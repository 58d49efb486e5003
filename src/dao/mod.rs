//! Persistence: the shared player entity, the storage trait and its backends.

/// Storage model definitions.
pub mod models;
/// Player persistence backends.
pub mod player_store;
/// Storage abstraction layer for database operations.
pub mod storage;
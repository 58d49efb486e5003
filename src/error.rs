use std::error::Error as StdError;

use axum::{
    Json,
    extract::rejection::{JsonRejection, PathRejection, QueryRejection},
    http::{HeaderValue, StatusCode, header::RETRY_AFTER},
    response::IntoResponse,
};
use serde::Serialize;
use thiserror::Error;
use validator::ValidationErrors;

use crate::{dao::storage::StorageError, state::player::PlayerInputError};

/// Message returned in place of internal error details in production.
pub const INTERNAL_ERROR_MESSAGE: &str = "Internal server error";
/// Message returned to rate-limited clients.
pub const RATE_LIMIT_MESSAGE: &str = "Too many requests from this IP, please try again later.";

/// Errors that can occur in service layer operations.
#[derive(Debug, Error)]
pub enum ServiceError {
    /// Invalid input provided by the client.
    #[error("invalid input: {0}")]
    InvalidInput(String),
    /// The storage backend failed.
    #[error("storage failure")]
    Storage(#[source] StorageError),
}

impl From<StorageError> for ServiceError {
    fn from(err: StorageError) -> Self {
        ServiceError::Storage(err)
    }
}

impl From<PlayerInputError> for ServiceError {
    fn from(err: PlayerInputError) -> Self {
        ServiceError::InvalidInput(err.to_string())
    }
}

/// Application-level errors that are converted to HTTP responses.
#[derive(Debug, Error)]
pub enum AppError {
    /// Bad request with invalid input.
    #[error("{0}")]
    BadRequest(String),
    /// Requested resource not found.
    #[error("{0}")]
    NotFound(String),
    /// The client exhausted its request budget.
    #[error("Too many requests from this IP, please try again later.")]
    TooManyRequests { retry_after_secs: u64 },
    /// Internal server error; the detail only reaches clients outside production.
    #[error("internal error: {0}")]
    Internal(String),
}

impl From<ServiceError> for AppError {
    fn from(err: ServiceError) -> Self {
        match err {
            ServiceError::InvalidInput(message) => AppError::BadRequest(message),
            storage @ ServiceError::Storage(_) => AppError::Internal(error_chain(&storage)),
        }
    }
}

impl From<ValidationErrors> for AppError {
    fn from(err: ValidationErrors) -> Self {
        let mut fields: Vec<_> = err.field_errors().into_iter().collect();
        fields.sort_by(|(left, _), (right, _)| left.cmp(right));

        let message = fields
            .into_iter()
            .flat_map(|(_, errors)| errors.iter())
            .map(|error| {
                error
                    .message
                    .as_deref()
                    .map(str::to_owned)
                    .unwrap_or_else(|| error.code.to_string())
            })
            .collect::<Vec<_>>()
            .join("; ");

        AppError::BadRequest(message)
    }
}

impl From<JsonRejection> for AppError {
    fn from(rejection: JsonRejection) -> Self {
        AppError::BadRequest(rejection.body_text())
    }
}

impl From<QueryRejection> for AppError {
    fn from(rejection: QueryRejection) -> Self {
        AppError::BadRequest(rejection.body_text())
    }
}

impl From<PathRejection> for AppError {
    fn from(rejection: PathRejection) -> Self {
        AppError::BadRequest(rejection.body_text())
    }
}

/// Full error detail attached to 500 responses as a response extension.
///
/// The error-detail middleware renders it into the body in development and
/// drops it in production.
#[derive(Debug, Clone)]
pub struct ErrorDetail(pub String);

/// JSON body of every failed request.
#[derive(Debug, Serialize)]
pub struct ErrorBody {
    success: bool,
    error: String,
    #[serde(rename = "retryAfter", skip_serializing_if = "Option::is_none")]
    retry_after: Option<u64>,
}

impl ErrorBody {
    /// Failure body carrying `error`.
    pub fn new(error: impl Into<String>) -> Self {
        Self {
            success: false,
            error: error.into(),
            retry_after: None,
        }
    }
}

impl IntoResponse for AppError {
    fn into_response(self) -> axum::response::Response {
        match self {
            AppError::BadRequest(message) => {
                (StatusCode::BAD_REQUEST, Json(ErrorBody::new(message))).into_response()
            }
            AppError::NotFound(message) => {
                (StatusCode::NOT_FOUND, Json(ErrorBody::new(message))).into_response()
            }
            AppError::TooManyRequests { retry_after_secs } => {
                let body = ErrorBody {
                    retry_after: Some(retry_after_secs),
                    ..ErrorBody::new(RATE_LIMIT_MESSAGE)
                };
                let mut response = (StatusCode::TOO_MANY_REQUESTS, Json(body)).into_response();
                response
                    .headers_mut()
                    .insert(RETRY_AFTER, HeaderValue::from(retry_after_secs));
                response
            }
            AppError::Internal(detail) => {
                let mut response = (
                    StatusCode::INTERNAL_SERVER_ERROR,
                    Json(ErrorBody::new(INTERNAL_ERROR_MESSAGE)),
                )
                    .into_response();
                response.extensions_mut().insert(ErrorDetail(detail));
                response
            }
        }
    }
}

/// Render an error and its sources as `outer: inner: root`.
pub fn error_chain(err: &(dyn StdError + 'static)) -> String {
    let mut rendered = err.to_string();
    let mut source = err.source();
    while let Some(cause) = source {
        rendered.push_str(": ");
        rendered.push_str(&cause.to_string());
        source = cause.source();
    }
    rendered
}

#[cfg(test)]
mod tests {
    use std::io;

    use validator::ValidationError;

    use super::*;

    #[test]
    fn storage_errors_carry_the_whole_chain() {
        let storage = StorageError::backend("postgres", io::Error::other("connection refused"));
        let app: AppError = ServiceError::from(storage).into();

        match app {
            AppError::Internal(detail) => {
                assert_eq!(
                    detail,
                    "storage failure: postgres backend failure: connection refused"
                );
            }
            other => panic!("expected internal error, got {other:?}"),
        }
    }

    #[test]
    fn input_errors_become_bad_requests() {
        let app: AppError = ServiceError::from(PlayerInputError::NegativeScore).into();
        assert!(matches!(app, AppError::BadRequest(message) if message == "Score must be non-negative"));
    }

    #[test]
    fn validation_messages_are_joined_by_field_name() {
        let required = |message: &'static str| {
            let mut error = ValidationError::new("required");
            error.message = Some(message.into());
            error
        };
        let mut errors = ValidationErrors::new();
        errors.add("username", required("Username is required"));
        errors.add("score", required("Score is required"));

        let app = AppError::from(errors);
        assert!(matches!(
            app,
            AppError::BadRequest(message) if message == "Score is required; Username is required"
        ));
    }

    #[test]
    fn internal_responses_hide_detail_in_the_body() {
        let response = AppError::Internal("db exploded".into()).into_response();
        assert_eq!(response.status(), StatusCode::INTERNAL_SERVER_ERROR);
        let detail = response.extensions().get::<ErrorDetail>().unwrap();
        assert_eq!(detail.0, "db exploded");
    }

    #[test]
    fn rate_limited_responses_carry_retry_after() {
        let response = AppError::TooManyRequests {
            retry_after_secs: 42,
        }
        .into_response();
        assert_eq!(response.status(), StatusCode::TOO_MANY_REQUESTS);
        assert_eq!(response.headers()[RETRY_AFTER], "42");
    }
}
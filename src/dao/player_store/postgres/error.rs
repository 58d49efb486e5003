//! Error types shared by the PostgreSQL storage implementation.

use thiserror::Error;

/// Convenient result alias returning [`PostgresDaoError`] failures.
pub type PostgresResult<T> = Result<T, PostgresDaoError>;

/// Failures that can occur while interacting with PostgreSQL.
#[derive(Debug, Error)]
pub enum PostgresDaoError {
    /// The pool could not open a connection.
    #[error("failed to connect to PostgreSQL")]
    Connect {
        /// Driver error.
        #[source]
        source: sqlx::Error,
    },
    /// Creating the table or its index failed.
    #[error("failed to prepare the `{table}` table")]
    EnsureSchema {
        /// Table name.
        table: &'static str,
        /// Driver error.
        #[source]
        source: sqlx::Error,
    },
    /// The `INSERT ... ON CONFLICT` statement failed.
    #[error("failed to upsert player `{username}`")]
    UpsertPlayer {
        /// Normalized username.
        username: String,
        /// Driver error.
        #[source]
        source: sqlx::Error,
    },
    /// Selecting one player failed.
    #[error("failed to load player `{username}`")]
    LoadPlayer {
        /// Normalized username.
        username: String,
        /// Driver error.
        #[source]
        source: sqlx::Error,
    },
    /// The ranked listing query failed.
    #[error("failed to list players")]
    ListPlayers {
        /// Driver error.
        #[source]
        source: sqlx::Error,
    },
    /// `SELECT 1` failed.
    #[error("PostgreSQL health check failed")]
    HealthCheck {
        /// Driver error.
        #[source]
        source: sqlx::Error,
    },
}
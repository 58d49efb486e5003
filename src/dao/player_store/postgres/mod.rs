mod config;
mod error;
mod models;
mod store;

pub use config::PostgresConfig;
pub use error::PostgresDaoError;
pub use store::PostgresPlayerStore;

use crate::dao::storage::StorageError;

impl From<PostgresDaoError> for StorageError {
    fn from(err: PostgresDaoError) -> Self {
        StorageError::backend("postgres", err)
    }
}
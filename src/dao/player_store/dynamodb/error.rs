//! Error types shared by the DynamoDB storage implementation.

use thiserror::Error;

/// Convenient result alias returning [`DynamoDaoError`] failures.
pub type DynamoResult<T> = Result<T, DynamoDaoError>;

/// Failures that can occur while interacting with DynamoDB.
#[derive(Debug, Error)]
pub enum DynamoDaoError {
    /// `DescribeTable` failed for a reason other than a missing table.
    #[error("failed to describe DynamoDB table `{table}`")]
    DescribeTable {
        /// Table name.
        table: String,
        /// SDK error.
        #[source]
        source: aws_sdk_dynamodb::Error,
    },
    /// Building the table definition was rejected by the SDK.
    #[error("invalid DynamoDB table definition for `{table}`")]
    TableDefinition {
        /// Table name.
        table: String,
        /// SDK error.
        #[source]
        source: aws_sdk_dynamodb::error::BuildError,
    },
    /// `CreateTable` failed.
    #[error("failed to create DynamoDB table `{table}`")]
    CreateTable {
        /// Table name.
        table: String,
        /// SDK error.
        #[source]
        source: aws_sdk_dynamodb::Error,
    },
    /// The table never reached the `ACTIVE` status after creation.
    #[error("DynamoDB table `{table}` not active after {attempts} attempt(s)")]
    TableNotActive {
        /// Table name.
        table: String,
        /// Status checks made.
        attempts: u32,
    },
    /// The conditional update backing an upsert failed.
    #[error("failed to upsert player `{username}`")]
    UpsertPlayer {
        /// Normalized username.
        username: String,
        /// SDK error.
        #[source]
        source: aws_sdk_dynamodb::Error,
    },
    /// The upsert succeeded but DynamoDB returned no attributes.
    #[error("DynamoDB returned no attributes for player `{username}`")]
    MissingAttributes {
        /// Normalized username.
        username: String,
    },
    /// `GetItem` failed.
    #[error("failed to load player `{username}`")]
    LoadPlayer {
        /// Normalized username.
        username: String,
        /// SDK error.
        #[source]
        source: aws_sdk_dynamodb::Error,
    },
    /// A `Scan` page failed.
    #[error("failed to scan DynamoDB table `{table}`")]
    ScanPlayers {
        /// Table name.
        table: String,
        /// SDK error.
        #[source]
        source: aws_sdk_dynamodb::Error,
    },
    /// An item lacks an attribute or stores it with an unexpected type.
    #[error("malformed player item: attribute `{attribute}` {problem}")]
    MalformedItem {
        /// Attribute name.
        attribute: &'static str,
        /// What is wrong with it.
        problem: &'static str,
    },
    /// A stored timestamp could not be parsed as RFC 3339.
    #[error("malformed player item: attribute `{attribute}` is not an RFC 3339 timestamp")]
    ParseTimestamp {
        /// Attribute name.
        attribute: &'static str,
        /// SDK error.
        #[source]
        source: time::error::Parse,
    },
    /// A timestamp could not be rendered as RFC 3339.
    #[error("failed to format timestamp")]
    FormatTimestamp {
        /// SDK error.
        #[source]
        source: time::error::Format,
    },
}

### ASSIGNMENT
Reply with the number of lines in the entries that hold the word "HeaderValue", and add no other words.

### ANSWER TO THIS TASK
2